Recorded data |
<<<<
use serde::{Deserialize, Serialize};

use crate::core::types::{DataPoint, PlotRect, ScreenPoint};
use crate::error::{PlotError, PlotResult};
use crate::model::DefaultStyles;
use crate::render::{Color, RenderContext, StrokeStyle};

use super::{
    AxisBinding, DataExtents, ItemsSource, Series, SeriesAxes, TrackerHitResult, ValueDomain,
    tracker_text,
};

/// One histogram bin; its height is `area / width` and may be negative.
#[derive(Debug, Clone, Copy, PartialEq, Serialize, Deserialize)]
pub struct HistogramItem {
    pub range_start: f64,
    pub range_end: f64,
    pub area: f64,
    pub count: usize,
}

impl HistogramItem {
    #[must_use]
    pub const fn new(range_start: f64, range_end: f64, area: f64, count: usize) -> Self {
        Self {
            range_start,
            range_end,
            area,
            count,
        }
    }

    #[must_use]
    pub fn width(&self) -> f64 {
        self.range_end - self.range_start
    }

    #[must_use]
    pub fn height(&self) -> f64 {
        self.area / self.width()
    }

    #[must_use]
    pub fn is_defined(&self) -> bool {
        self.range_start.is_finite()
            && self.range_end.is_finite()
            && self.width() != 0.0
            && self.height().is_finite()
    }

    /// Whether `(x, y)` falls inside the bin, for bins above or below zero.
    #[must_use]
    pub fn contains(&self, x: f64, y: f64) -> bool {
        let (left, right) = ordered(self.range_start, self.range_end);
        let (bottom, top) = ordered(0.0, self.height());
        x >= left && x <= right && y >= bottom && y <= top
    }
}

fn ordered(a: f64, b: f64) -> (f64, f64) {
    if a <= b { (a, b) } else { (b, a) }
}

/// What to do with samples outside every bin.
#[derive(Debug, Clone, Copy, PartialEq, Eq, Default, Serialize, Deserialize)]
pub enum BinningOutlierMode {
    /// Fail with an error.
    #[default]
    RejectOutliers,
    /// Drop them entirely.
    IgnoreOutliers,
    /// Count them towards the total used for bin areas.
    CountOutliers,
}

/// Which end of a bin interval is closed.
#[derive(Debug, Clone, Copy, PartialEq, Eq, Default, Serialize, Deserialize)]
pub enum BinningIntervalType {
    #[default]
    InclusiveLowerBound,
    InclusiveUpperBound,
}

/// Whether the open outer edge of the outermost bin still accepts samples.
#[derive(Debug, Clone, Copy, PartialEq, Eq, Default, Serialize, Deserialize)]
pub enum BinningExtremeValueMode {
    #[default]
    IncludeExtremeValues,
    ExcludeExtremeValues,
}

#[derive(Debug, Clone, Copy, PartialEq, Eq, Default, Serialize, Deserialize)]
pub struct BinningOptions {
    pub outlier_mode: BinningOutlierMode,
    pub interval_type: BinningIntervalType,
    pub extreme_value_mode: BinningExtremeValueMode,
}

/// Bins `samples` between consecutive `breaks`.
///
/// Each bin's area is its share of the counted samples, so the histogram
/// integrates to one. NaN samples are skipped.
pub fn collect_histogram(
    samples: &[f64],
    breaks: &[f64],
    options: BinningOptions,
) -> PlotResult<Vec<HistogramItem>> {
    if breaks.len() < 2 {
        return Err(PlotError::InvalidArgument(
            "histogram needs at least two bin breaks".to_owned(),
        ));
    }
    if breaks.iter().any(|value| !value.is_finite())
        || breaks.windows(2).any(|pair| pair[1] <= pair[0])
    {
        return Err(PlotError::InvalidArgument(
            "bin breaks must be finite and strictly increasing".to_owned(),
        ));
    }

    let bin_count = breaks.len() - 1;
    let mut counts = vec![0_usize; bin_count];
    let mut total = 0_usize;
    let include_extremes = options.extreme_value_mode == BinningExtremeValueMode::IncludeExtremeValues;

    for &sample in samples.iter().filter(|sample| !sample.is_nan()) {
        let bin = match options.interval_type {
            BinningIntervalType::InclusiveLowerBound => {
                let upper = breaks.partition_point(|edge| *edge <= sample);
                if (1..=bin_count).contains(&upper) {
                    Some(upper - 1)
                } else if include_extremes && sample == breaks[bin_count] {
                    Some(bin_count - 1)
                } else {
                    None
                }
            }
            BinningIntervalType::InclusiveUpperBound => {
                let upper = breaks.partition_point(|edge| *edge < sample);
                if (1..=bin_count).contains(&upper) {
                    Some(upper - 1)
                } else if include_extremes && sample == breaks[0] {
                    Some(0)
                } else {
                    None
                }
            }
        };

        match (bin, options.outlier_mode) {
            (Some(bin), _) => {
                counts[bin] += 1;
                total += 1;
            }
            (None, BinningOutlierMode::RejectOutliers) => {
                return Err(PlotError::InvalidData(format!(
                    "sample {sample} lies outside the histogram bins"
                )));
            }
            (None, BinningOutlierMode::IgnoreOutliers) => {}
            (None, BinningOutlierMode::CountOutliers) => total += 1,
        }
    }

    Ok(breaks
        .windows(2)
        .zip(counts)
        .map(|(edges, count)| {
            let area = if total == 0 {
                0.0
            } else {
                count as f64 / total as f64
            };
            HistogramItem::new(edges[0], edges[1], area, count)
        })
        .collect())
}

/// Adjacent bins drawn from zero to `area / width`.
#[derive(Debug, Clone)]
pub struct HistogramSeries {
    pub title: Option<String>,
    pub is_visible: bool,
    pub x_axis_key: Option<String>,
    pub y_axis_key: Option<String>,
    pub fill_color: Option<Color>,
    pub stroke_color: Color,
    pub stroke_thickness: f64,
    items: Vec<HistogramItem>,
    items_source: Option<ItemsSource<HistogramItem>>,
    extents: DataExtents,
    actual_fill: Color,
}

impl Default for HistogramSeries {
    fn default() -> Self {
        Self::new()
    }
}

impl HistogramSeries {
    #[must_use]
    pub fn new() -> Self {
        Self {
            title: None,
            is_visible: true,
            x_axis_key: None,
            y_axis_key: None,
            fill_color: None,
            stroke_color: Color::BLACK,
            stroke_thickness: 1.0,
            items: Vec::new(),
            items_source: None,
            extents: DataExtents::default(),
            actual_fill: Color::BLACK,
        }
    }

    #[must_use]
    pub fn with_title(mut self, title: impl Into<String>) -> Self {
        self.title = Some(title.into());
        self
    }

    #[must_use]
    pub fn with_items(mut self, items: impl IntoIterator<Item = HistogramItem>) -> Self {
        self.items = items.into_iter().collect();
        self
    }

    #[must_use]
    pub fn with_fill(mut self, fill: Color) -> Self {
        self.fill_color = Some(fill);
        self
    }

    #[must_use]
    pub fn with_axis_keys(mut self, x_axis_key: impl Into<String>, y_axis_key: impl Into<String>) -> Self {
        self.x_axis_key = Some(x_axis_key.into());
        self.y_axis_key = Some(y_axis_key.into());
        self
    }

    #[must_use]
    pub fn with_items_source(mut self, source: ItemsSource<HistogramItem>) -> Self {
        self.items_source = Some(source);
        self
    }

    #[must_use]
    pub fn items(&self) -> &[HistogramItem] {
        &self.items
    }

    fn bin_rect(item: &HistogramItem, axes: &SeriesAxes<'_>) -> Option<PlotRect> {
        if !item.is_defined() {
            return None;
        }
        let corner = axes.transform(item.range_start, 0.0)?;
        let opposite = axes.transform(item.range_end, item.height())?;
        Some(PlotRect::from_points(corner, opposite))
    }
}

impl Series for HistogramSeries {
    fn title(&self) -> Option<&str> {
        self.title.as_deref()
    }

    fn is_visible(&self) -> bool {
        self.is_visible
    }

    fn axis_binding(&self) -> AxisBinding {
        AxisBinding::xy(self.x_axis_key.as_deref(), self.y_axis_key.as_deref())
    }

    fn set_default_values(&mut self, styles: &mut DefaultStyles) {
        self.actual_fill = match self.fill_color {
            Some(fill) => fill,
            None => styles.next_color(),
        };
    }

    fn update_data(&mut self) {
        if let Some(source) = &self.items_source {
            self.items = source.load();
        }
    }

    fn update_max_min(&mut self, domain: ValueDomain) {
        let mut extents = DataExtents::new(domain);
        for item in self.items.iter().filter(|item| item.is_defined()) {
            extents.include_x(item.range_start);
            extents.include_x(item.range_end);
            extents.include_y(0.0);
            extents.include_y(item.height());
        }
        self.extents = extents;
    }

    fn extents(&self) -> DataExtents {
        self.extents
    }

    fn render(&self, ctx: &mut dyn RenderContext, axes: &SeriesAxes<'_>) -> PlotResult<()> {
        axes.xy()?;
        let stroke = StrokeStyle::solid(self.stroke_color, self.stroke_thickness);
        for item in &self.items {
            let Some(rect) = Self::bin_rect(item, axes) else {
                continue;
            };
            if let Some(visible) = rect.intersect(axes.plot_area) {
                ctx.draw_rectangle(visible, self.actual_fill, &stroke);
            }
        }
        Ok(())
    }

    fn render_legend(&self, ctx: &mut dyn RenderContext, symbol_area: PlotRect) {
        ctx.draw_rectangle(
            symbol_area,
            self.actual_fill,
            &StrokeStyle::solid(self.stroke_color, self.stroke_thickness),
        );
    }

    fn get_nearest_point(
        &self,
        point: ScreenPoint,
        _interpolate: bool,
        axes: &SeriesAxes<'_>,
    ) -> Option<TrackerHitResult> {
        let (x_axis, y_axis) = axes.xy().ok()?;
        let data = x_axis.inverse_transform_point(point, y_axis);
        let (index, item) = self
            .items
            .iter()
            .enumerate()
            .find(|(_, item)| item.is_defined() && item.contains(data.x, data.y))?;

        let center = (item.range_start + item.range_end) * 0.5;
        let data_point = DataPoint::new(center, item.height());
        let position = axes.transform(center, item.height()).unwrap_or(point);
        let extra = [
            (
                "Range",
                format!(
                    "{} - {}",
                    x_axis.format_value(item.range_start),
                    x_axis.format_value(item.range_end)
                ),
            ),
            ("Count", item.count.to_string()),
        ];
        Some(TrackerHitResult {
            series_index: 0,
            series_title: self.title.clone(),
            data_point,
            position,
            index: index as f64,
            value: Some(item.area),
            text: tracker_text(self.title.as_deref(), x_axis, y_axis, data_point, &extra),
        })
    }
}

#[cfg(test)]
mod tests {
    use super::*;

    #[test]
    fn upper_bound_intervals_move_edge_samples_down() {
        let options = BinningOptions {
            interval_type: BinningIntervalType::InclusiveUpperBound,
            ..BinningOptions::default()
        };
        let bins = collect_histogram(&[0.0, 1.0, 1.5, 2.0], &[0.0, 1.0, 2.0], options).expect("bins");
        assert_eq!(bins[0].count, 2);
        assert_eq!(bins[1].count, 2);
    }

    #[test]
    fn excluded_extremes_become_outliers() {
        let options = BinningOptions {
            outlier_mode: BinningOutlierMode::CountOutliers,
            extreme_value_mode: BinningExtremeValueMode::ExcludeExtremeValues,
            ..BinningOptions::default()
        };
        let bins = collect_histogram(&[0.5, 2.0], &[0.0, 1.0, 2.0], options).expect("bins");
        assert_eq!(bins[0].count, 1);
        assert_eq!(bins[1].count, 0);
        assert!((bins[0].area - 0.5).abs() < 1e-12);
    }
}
>>>>
Action item |
Report each line in the data that holds the word "SeriesAxes".

Exercise output |
    AxisBinding, DataExtents, ItemsSource, Series, SeriesAxes, TrackerHitResult, ValueDomain,
    fn bin_rect(item: &HistogramItem, axes: &SeriesAxes<'_>) -> Option<PlotRect> {
    fn render(&self, ctx: &mut dyn RenderContext, axes: &SeriesAxes<'_>) -> PlotResult<()> {
        axes: &SeriesAxes<'_>,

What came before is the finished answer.